The couple arrived at the Los Angeles Marriott Burbank Airport after the final four-hour leg of their trip on Thanksgiving Day in time to watch Betty Peters’ son, Ben Hooten, and his girlfriend, Montana Lee, take to the dance floor in the U.S. Open Swing Dance Championships Pro-Am division, in which professional dancers are partnered with amateurs.

In addition to the Pro-Ams, there were more than 20 divisions and categories of competition over the extended weekend, including “Jack and Jill” divisions with randomly matched partners, a team competition with eight or more dancers in formation and a “Showcase” competition, featuring routines developed in secret with flips, lifts and spins that make the crowds go wild.

“This is like the Super Bowl of swing dance,” Betty Peters said of the championships, which ran from Wednesday through Sunday and featured roughly 500 competitors.

“A lot of people will work a year to get to this point,” she said.

In its 33rd year — it’s fifth in Burbank — the event drew dancers from throughout the United States, as well as Canada, Australia and Russia. They came for a shot at a title that could make their career, according to Phil Dorroll, event director and president of the championship’s board of directors.

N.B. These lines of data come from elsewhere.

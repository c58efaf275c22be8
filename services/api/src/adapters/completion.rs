//! services/api/src/adapters/completion.rs
//!
//! This module contains the adapter for an OpenAI-compatible chat-completions
//! endpoint. It implements the `TextGenerationService` port from the `core` crate.

use std::time::Duration;

use async_trait::async_trait;
use serde::Serialize;
use serde_json::Value;
use tracing::{debug, error};
use vocab_reader_core::ports::{CompletionRequest, PortError, PortResult, TextGenerationService};

/// How much of a failing payload is kept for the log.
const LOG_EXCERPT_CHARS: usize = 300;

//=========================================================================================
// Wire Types
//=========================================================================================

#[derive(Serialize)]
struct ChatMessage<'a> {
    role: &'a str,
    content: &'a str,
}

#[derive(Serialize)]
struct ChatRequest<'a> {
    model: &'a str,
    messages: Vec<ChatMessage<'a>>,
    max_tokens: u32,
    temperature: f32,
}

fn excerpt(text: &str) -> String {
    text.chars().take(LOG_EXCERPT_CHARS).collect()
}

/// Pulls the first choice's message content out of a decoded response body.
pub fn first_choice_content(body: &Value) -> PortResult<String> {
    body["choices"]
        .get(0)
        .and_then(|choice| choice["message"]["content"].as_str())
        .map(str::to_string)
        .ok_or_else(|| PortError::MalformedResponse("response has no message content".to_string()))
}

/// Turns a raw HTTP status and body into the completion text or a port error.
pub fn decode_completion(status: u16, body: &str) -> PortResult<String> {
    if !(200..300).contains(&status) {
        error!("Completion request failed with HTTP {}: {}", status, excerpt(body));
        return Err(PortError::upstream(Some(status), format!("HTTP {}", status)));
    }
    let json: Value = serde_json::from_str(body).map_err(|e| {
        error!("Completion payload is not JSON: {}. Raw: {}", e, excerpt(body));
        PortError::upstream(Some(status), format!("Failed to parse response: {}", e))
    })?;
    first_choice_content(&json).map_err(|e| {
        error!("Completion payload has no content. Raw: {}", excerpt(body));
        e
    })
}

//=========================================================================================
// The Adapter Struct
//=========================================================================================

/// An adapter that implements `TextGenerationService` over HTTP.
#[derive(Clone)]
pub struct ChatCompletionAdapter {
    client: reqwest::Client,
    api_key: Option<String>,
    api_url: String,
    lookup_model: String,
    rewrite_model: String,
}

impl ChatCompletionAdapter {
    /// Creates a new `ChatCompletionAdapter`. A missing key is not an error here;
    /// every call reports it instead.
    pub fn new(
        api_key: Option<String>,
        api_url: String,
        lookup_model: String,
        rewrite_model: String,
        timeout: Duration,
    ) -> Result<Self, reqwest::Error> {
        let client = reqwest::Client::builder().timeout(timeout).build()?;
        Ok(Self {
            client,
            api_key,
            api_url,
            lookup_model,
            rewrite_model,
        })
    }
}

//=========================================================================================
// `TextGenerationService` Trait Implementation
//=========================================================================================

#[async_trait]
impl TextGenerationService for ChatCompletionAdapter {
    fn lookup_model(&self) -> &str {
        &self.lookup_model
    }

    fn rewrite_model(&self) -> &str {
        &self.rewrite_model
    }

    fn is_configured(&self) -> bool {
        self.api_key.is_some()
    }

    async fn complete(&self, request: CompletionRequest) -> PortResult<String> {
        let Some(api_key) = &self.api_key else {
            return Err(PortError::Configuration(
                "OPENAI_API_KEY is not set".to_string(),
            ));
        };

        let body = ChatRequest {
            model: &request.model,
            messages: vec![ChatMessage {
                role: "user",
                content: &request.prompt,
            }],
            max_tokens: request.max_tokens,
            temperature: request.temperature,
        };

        debug!(
            "Sending completion request to {} (model {}, {} prompt chars)",
            self.api_url,
            request.model,
            request.prompt.len()
        );
        let response = self
            .client
            .post(&self.api_url)
            .bearer_auth(api_key)
            .json(&body)
            .send()
            .await
            .map_err(|e| {
                error!("Completion request could not be sent: {}", e);
                PortError::upstream(e.status().map(|s| s.as_u16()), e.to_string())
            })?;

        let status = response.status().as_u16();
        let text = response.text().await.map_err(|e| {
            error!("Completion response body could not be read: {}", e);
            PortError::upstream(Some(status), e.to_string())
        })?;

        decode_completion(status, &text)
    }
}
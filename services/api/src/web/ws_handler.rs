//! services/api/src/web/ws_handler.rs
//!
//! This is the main entry point and control loop for a WebSocket connection.
//! Each connection owns one `SessionController` and translates client messages
//! into its operations. Closing the socket abandons the session.

use crate::web::{
    protocol::{ClientMessage, DictionaryEntryDto, ServerMessage, SummaryDto},
    state::AppState,
};
use axum::{
    extract::{
        ws::{Message, WebSocket},
        State, WebSocketUpgrade,
    },
    response::Response,
};
use chrono::Utc;
use futures::{
    stream::{SplitSink, SplitStream, StreamExt},
    SinkExt,
};
use std::sync::Arc;
use tracing::{error, info, warn};
use uuid::Uuid;
use vocab_reader_core::{
    domain::DictionaryEntry,
    session::{AdvanceOutcome, SessionController, SessionState},
};

type WsSender = SplitSink<WebSocket, Message>;

/// The handler for upgrading HTTP requests to WebSocket connections.
pub async fn ws_handler(ws: WebSocketUpgrade, State(app_state): State<Arc<AppState>>) -> Response {
    ws.on_upgrade(move |socket| handle_socket(socket, app_state))
}

/// Serializes and sends one message. Returns `false` once the client is gone.
async fn send(sender: &mut WsSender, message: &ServerMessage) -> bool {
    let json = match serde_json::to_string(message) {
        Ok(json) => json,
        Err(e) => {
            error!("Failed to serialize server message: {}", e);
            return true;
        }
    };
    sender.send(Message::Text(json.into())).await.is_ok()
}

/// Whether a received frame ends the connection.
fn is_disconnect(frame: &Option<Result<Message, axum::Error>>) -> bool {
    matches!(frame, None | Some(Err(_)) | Some(Ok(Message::Close(_))))
}

async fn handle_socket(socket: WebSocket, app_state: Arc<AppState>) {
    info!("New WebSocket connection established.");
    let (mut sender, mut receiver) = socket.split();
    let mut controller = SessionController::new(app_state.session_services());

    // --- 1. Initialization Phase ---
    let article_id = match receiver.next().await {
        Some(Ok(Message::Text(init_json))) => {
            match serde_json::from_str::<ClientMessage>(&init_json) {
                Ok(ClientMessage::Init { article_id }) => article_id,
                _ => {
                    error!("First message was not a valid Init message.");
                    let reply = ServerMessage::error("The first message must be init.");
                    send(&mut sender, &reply).await;
                    return;
                }
            }
        }
        _ => {
            error!("Client disconnected before sending Init message.");
            return;
        }
    };

    if !load_session(&mut controller, article_id, &mut sender, &mut receiver).await {
        controller.abandon();
        info!("WebSocket connection closed during load.");
        return;
    }

    // --- 2. Main Message Loop ---
    loop {
        let frame = receiver.next().await;
        if is_disconnect(&frame) {
            info!("Client disconnected.");
            break;
        }
        let Some(Ok(Message::Text(text))) = frame else {
            continue;
        };
        match serde_json::from_str::<ClientMessage>(&text) {
            Ok(message) => {
                if !handle_client_message(message, &mut controller, &mut sender).await {
                    break;
                }
            }
            Err(e) => {
                warn!("Failed to deserialize client message: {}", e);
                if !send(&mut sender, &ServerMessage::error("Unrecognized message.")).await {
                    break;
                }
            }
        }
    }

    // --- 3. Cleanup ---
    controller.abandon();
    info!("WebSocket connection closed.");
}

/// Runs the load while still watching the socket, so a client that leaves
/// mid-rewrite abandons the call. Returns `false` if the connection should close.
async fn load_session(
    controller: &mut SessionController,
    article_id: Uuid,
    sender: &mut WsSender,
    receiver: &mut SplitStream<WebSocket>,
) -> bool {
    info!("Loading article {} for a reading session", article_id);
    let mut phase = controller.watch_state();

    let outcome = {
        let load = controller.load(article_id);
        tokio::pin!(load);
        loop {
            tokio::select! {
                result = &mut load => {
                    let ready = result
                        .map(|text| ServerMessage::ready(text, text.sentences.len().min(1)));
                    break Some(ready);
                }
                Ok(()) = phase.changed() => {
                    let name = *phase.borrow_and_update();
                    if name == "rewriting" && !send(sender, &ServerMessage::Rewriting).await {
                        break None;
                    }
                }
                frame = receiver.next() => {
                    if is_disconnect(&frame) {
                        info!("Client left while the article was loading.");
                        break None;
                    }
                    if !send(sender, &ServerMessage::error("The article is still loading.")).await {
                        break None;
                    }
                }
            }
        }
    };

    match outcome {
        Some(Ok(ready)) => send(sender, &ready).await,
        Some(Err(e)) => {
            error!("Failed to load article {}: {}", article_id, e);
            send(sender, &ServerMessage::error(e.user_message())).await;
            false
        }
        None => false,
    }
}

/// Helper function to handle the logic for the different `ClientMessage` variants.
/// Returns `false` once the client can no longer be reached.
async fn handle_client_message(
    message: ClientMessage,
    controller: &mut SessionController,
    sender: &mut WsSender,
) -> bool {
    let reply = match message {
        ClientMessage::Init { .. } => {
            warn!("Received subsequent Init message, which is ignored.");
            return true;
        }
        ClientMessage::Advance { at } => match controller.advance(at.unwrap_or_else(Utc::now)) {
            Ok(AdvanceOutcome::Revealed { visible_sentence_count }) => ServerMessage::Revealed {
                visible_sentence_count,
                can_finish: controller.can_finish(),
            },
            // The popup swallows the key press.
            Ok(AdvanceOutcome::Blocked) => return true,
            Ok(AdvanceOutcome::AtEnd) => match controller.state() {
                SessionState::Reading {
                    visible_sentence_count,
                    ..
                } => ServerMessage::Revealed {
                    visible_sentence_count: *visible_sentence_count,
                    can_finish: true,
                },
                _ => return true,
            },
            Err(e) => ServerMessage::error(e.to_string()),
        },
        ClientMessage::Lookup { word } => match controller.lookup(&word).await {
            Ok(entry) => ServerMessage::LookupResult {
                word,
                entry: entry.map(DictionaryEntryDto::from),
                error: None,
            },
            Err(e) => ServerMessage::LookupResult {
                word,
                entry: None,
                error: Some(e.user_message()),
            },
        },
        ClientMessage::ClosePopup => {
            controller.close_popup();
            return true;
        }
        ClientMessage::MarkUnfamiliar { entry } => {
            let entry = DictionaryEntry::from(entry);
            let success = match controller.mark_unfamiliar(&entry).await {
                Ok(added) => added,
                Err(e) => {
                    error!("Failed to add '{}' to the unfamiliar words: {}", entry.word, e);
                    false
                }
            };
            ServerMessage::WordMarked {
                word: entry.word,
                success,
            }
        }
        ClientMessage::Finish { at } => match controller.finish(at.unwrap_or_else(Utc::now)) {
            Ok(summary) => ServerMessage::Summary {
                summary: SummaryDto::from(summary),
            },
            Err(e) => ServerMessage::error(e.to_string()),
        },
        ClientMessage::Restart { at } => match controller.restart(at.unwrap_or_else(Utc::now)) {
            Ok(()) => match controller.state() {
                SessionState::Reading {
                    text,
                    visible_sentence_count,
                    ..
                } => ServerMessage::ready(text, *visible_sentence_count),
                other => ServerMessage::error(format!("Session is {}.", other.name())),
            },
            Err(e) => ServerMessage::error(e.to_string()),
        },
        ClientMessage::SaveRewritten { title } => match controller.save_rewritten(&title).await {
            Ok(article) => {
                info!("Saved the rewritten text as article {}", article.id);
                ServerMessage::ArticleSaved {
                    article: article.into(),
                }
            }
            Err(e) => {
                error!("Failed to save the rewritten text: {}", e);
                ServerMessage::error(e.user_message())
            }
        },
    };
    send(sender, &reply).await
}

“You get a U.S. Open title, you can make a living,” Dorroll said. “People want to hire you [as instructors and performers].”

There were workshops, some of which were led by past champions of the open, including Jordan Frisbee and Tatiana Mollman, who were 10-time champions and have traveled 4 million miles teaching West Coast Swing dance, according to the championship’s program.

The primary variant of the dance performed at the open, West Coast Swing, is a style that was based on R&B rhythms and now includes pop and contemporary, Dorroll said. The “father of swing” is the Lindy hop, he said, which began in the 1920s. It’s since branched out into a variety of genres.

“Dance evolves,” Dorroll said. “Right now, I believe West Coast Swing is still continuing a growth pattern internationally.”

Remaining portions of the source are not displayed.